[Start of section]

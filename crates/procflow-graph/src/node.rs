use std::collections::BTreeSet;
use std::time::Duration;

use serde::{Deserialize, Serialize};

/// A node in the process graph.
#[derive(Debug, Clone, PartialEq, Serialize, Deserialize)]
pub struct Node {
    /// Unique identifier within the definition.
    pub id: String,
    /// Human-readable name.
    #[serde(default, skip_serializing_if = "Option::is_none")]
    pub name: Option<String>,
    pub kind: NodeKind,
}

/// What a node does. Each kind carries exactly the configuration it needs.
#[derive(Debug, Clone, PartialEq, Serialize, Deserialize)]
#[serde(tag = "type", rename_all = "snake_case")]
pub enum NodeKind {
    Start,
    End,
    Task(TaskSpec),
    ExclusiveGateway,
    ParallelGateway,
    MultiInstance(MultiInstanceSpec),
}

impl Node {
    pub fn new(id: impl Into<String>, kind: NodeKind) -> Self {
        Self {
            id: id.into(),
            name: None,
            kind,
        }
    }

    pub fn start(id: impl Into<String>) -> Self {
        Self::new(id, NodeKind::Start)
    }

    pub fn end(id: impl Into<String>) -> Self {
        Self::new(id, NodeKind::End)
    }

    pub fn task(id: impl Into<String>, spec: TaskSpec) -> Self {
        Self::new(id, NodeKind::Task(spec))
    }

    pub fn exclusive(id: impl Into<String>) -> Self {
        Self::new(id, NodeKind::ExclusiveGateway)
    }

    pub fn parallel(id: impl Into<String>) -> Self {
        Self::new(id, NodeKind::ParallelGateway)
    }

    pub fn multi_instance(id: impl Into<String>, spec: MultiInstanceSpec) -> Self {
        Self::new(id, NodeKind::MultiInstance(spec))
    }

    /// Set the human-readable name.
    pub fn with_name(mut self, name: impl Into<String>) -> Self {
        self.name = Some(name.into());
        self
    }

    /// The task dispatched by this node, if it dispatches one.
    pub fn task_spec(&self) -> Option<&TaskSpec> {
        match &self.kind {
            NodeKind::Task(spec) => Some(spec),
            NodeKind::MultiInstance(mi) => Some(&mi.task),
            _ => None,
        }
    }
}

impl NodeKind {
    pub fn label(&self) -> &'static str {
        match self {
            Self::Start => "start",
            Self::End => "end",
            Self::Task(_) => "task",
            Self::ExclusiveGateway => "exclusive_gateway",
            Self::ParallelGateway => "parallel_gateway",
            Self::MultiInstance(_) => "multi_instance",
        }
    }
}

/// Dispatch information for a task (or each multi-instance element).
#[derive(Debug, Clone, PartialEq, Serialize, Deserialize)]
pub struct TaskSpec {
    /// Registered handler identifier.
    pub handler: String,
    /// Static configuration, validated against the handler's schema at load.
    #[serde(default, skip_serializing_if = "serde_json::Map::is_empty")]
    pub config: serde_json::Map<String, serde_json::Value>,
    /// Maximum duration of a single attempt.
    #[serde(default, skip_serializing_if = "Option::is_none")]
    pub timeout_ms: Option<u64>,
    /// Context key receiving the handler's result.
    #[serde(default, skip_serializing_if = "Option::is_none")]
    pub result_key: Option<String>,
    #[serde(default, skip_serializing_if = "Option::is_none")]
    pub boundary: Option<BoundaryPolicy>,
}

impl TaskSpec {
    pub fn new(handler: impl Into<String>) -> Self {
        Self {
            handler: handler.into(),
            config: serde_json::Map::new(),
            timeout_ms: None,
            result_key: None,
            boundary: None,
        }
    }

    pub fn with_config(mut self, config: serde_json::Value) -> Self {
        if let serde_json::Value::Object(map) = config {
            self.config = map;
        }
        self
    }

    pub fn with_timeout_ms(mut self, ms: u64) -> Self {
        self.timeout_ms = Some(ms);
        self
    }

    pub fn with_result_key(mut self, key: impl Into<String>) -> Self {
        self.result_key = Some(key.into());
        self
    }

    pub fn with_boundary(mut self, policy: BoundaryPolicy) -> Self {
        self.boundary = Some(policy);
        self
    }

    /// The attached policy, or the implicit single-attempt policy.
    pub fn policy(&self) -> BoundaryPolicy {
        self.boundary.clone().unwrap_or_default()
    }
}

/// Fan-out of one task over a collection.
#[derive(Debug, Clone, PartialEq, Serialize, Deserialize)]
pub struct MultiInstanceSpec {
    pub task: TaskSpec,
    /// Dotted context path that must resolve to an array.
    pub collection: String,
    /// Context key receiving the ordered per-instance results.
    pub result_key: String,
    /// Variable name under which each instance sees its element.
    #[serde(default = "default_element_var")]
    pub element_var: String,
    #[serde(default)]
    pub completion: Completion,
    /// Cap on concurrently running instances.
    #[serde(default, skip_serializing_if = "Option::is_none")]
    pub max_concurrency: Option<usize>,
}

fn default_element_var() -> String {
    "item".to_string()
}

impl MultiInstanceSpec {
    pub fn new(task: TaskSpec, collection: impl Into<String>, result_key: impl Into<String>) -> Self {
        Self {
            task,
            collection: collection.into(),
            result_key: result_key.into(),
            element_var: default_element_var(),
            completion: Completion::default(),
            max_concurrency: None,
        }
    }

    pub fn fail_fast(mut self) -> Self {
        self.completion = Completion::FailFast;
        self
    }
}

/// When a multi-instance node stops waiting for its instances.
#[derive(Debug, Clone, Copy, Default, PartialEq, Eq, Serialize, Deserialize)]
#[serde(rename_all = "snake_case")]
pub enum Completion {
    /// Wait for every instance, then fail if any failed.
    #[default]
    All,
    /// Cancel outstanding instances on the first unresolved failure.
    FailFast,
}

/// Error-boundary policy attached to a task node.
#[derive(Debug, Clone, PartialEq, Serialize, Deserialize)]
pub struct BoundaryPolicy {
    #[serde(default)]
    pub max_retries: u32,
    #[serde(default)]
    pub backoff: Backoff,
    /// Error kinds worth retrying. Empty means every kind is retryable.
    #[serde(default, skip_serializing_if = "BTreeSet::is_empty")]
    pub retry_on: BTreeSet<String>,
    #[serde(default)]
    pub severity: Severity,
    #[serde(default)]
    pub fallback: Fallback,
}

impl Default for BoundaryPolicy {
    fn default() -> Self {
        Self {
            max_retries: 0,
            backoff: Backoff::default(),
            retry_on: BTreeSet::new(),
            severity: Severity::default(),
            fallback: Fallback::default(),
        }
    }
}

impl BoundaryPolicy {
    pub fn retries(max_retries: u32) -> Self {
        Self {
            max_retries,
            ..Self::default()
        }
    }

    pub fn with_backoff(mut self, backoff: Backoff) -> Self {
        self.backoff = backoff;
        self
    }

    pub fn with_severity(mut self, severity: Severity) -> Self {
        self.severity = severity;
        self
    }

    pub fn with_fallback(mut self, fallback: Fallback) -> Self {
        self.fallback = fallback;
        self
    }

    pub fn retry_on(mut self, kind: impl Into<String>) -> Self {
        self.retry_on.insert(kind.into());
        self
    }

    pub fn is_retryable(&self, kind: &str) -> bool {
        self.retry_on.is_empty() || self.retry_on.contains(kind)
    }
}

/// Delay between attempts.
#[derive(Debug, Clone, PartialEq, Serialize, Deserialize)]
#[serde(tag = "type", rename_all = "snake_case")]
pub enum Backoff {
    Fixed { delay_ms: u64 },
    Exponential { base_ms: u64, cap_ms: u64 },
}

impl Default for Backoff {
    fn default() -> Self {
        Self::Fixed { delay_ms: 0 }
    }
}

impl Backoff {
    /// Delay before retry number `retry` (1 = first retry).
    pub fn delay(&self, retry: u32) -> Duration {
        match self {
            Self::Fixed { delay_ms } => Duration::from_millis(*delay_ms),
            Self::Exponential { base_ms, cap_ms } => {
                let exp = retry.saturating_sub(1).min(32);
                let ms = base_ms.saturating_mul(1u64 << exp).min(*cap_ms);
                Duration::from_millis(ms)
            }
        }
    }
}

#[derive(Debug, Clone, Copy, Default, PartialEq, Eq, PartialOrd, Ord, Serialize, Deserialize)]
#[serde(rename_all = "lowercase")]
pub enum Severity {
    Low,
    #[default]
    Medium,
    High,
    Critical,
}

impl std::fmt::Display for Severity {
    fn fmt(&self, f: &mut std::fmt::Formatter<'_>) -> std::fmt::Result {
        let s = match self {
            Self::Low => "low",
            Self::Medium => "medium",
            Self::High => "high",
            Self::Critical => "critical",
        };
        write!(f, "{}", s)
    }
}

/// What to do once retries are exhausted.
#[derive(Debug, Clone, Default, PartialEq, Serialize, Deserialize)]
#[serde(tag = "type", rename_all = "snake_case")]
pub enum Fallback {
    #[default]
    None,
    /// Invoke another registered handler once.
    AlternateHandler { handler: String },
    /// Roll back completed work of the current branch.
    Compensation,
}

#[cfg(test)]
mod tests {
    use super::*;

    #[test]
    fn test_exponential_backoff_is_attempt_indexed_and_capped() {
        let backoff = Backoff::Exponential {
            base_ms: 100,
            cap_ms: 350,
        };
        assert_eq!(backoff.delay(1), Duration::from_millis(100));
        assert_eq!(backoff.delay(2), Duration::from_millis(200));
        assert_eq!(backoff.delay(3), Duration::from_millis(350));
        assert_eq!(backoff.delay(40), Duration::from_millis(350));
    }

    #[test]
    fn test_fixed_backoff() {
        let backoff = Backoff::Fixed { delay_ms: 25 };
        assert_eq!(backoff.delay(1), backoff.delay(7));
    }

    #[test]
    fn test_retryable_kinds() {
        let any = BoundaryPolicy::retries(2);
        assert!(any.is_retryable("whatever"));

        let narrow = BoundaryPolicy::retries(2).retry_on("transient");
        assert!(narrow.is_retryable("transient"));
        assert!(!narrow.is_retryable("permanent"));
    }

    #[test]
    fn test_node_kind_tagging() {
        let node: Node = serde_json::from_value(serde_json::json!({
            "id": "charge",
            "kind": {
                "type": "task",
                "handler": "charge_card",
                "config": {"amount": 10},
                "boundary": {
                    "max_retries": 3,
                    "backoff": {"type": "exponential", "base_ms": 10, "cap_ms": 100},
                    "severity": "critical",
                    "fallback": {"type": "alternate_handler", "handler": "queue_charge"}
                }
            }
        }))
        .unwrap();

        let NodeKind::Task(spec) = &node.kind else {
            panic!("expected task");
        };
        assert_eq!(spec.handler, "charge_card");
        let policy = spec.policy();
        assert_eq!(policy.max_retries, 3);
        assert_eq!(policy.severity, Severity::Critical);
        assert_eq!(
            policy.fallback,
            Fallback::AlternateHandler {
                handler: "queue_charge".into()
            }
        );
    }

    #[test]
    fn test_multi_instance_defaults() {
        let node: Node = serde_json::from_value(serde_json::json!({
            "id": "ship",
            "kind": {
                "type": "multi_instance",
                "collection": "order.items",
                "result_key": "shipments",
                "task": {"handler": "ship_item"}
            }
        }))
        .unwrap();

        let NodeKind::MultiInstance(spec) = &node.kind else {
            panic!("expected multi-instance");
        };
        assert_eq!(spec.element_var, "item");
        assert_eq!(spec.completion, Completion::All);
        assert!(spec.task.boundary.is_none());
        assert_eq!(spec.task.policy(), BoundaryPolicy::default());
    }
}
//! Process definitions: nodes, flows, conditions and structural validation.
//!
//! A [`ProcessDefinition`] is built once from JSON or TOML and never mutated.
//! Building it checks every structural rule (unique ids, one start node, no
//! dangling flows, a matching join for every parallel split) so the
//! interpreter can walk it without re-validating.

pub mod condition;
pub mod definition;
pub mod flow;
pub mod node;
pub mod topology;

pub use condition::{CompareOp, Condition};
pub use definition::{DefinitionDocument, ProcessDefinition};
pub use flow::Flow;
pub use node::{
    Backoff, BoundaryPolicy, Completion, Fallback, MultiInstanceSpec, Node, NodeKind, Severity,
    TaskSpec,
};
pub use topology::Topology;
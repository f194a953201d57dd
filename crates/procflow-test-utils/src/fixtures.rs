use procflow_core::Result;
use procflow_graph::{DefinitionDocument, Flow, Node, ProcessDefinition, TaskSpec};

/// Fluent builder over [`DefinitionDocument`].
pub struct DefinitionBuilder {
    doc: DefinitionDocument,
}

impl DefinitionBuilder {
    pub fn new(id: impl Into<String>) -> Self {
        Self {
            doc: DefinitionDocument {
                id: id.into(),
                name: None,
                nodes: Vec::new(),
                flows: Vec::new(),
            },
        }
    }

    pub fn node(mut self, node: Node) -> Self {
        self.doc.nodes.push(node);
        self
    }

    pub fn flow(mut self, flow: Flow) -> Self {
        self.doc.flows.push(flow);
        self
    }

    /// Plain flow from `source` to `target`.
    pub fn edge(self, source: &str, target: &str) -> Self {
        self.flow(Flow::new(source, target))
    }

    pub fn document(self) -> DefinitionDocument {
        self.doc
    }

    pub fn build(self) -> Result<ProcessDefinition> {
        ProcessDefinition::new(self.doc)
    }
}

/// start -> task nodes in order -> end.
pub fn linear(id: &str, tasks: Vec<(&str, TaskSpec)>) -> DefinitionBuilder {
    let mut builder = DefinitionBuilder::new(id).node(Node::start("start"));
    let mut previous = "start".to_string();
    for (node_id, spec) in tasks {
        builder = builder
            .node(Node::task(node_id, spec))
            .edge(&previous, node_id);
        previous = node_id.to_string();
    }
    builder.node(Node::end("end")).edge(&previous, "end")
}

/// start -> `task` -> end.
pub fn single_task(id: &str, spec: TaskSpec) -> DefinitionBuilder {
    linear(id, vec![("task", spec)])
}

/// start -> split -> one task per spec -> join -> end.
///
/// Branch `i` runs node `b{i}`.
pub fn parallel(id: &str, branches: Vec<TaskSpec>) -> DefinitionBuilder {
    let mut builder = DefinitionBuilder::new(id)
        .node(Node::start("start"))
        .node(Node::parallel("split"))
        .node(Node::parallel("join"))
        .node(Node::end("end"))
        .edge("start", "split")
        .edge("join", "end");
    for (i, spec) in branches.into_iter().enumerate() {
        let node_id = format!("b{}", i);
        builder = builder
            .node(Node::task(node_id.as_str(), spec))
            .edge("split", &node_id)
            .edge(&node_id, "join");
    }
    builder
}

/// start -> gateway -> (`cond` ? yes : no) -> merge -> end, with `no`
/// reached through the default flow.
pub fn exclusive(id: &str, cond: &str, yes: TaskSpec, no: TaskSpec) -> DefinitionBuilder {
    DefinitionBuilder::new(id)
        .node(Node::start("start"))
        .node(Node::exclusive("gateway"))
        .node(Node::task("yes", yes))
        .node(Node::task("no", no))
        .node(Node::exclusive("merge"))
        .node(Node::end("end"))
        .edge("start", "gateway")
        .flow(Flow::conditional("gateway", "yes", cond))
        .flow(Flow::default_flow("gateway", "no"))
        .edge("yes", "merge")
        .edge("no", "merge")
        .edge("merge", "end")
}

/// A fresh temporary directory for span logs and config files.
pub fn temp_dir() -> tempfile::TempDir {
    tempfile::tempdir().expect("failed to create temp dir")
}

[End of section]

» **Your instructions**: Counting only lines above that contain the string "split", report how many there are and write nothing further.

» **Problem solution**: 5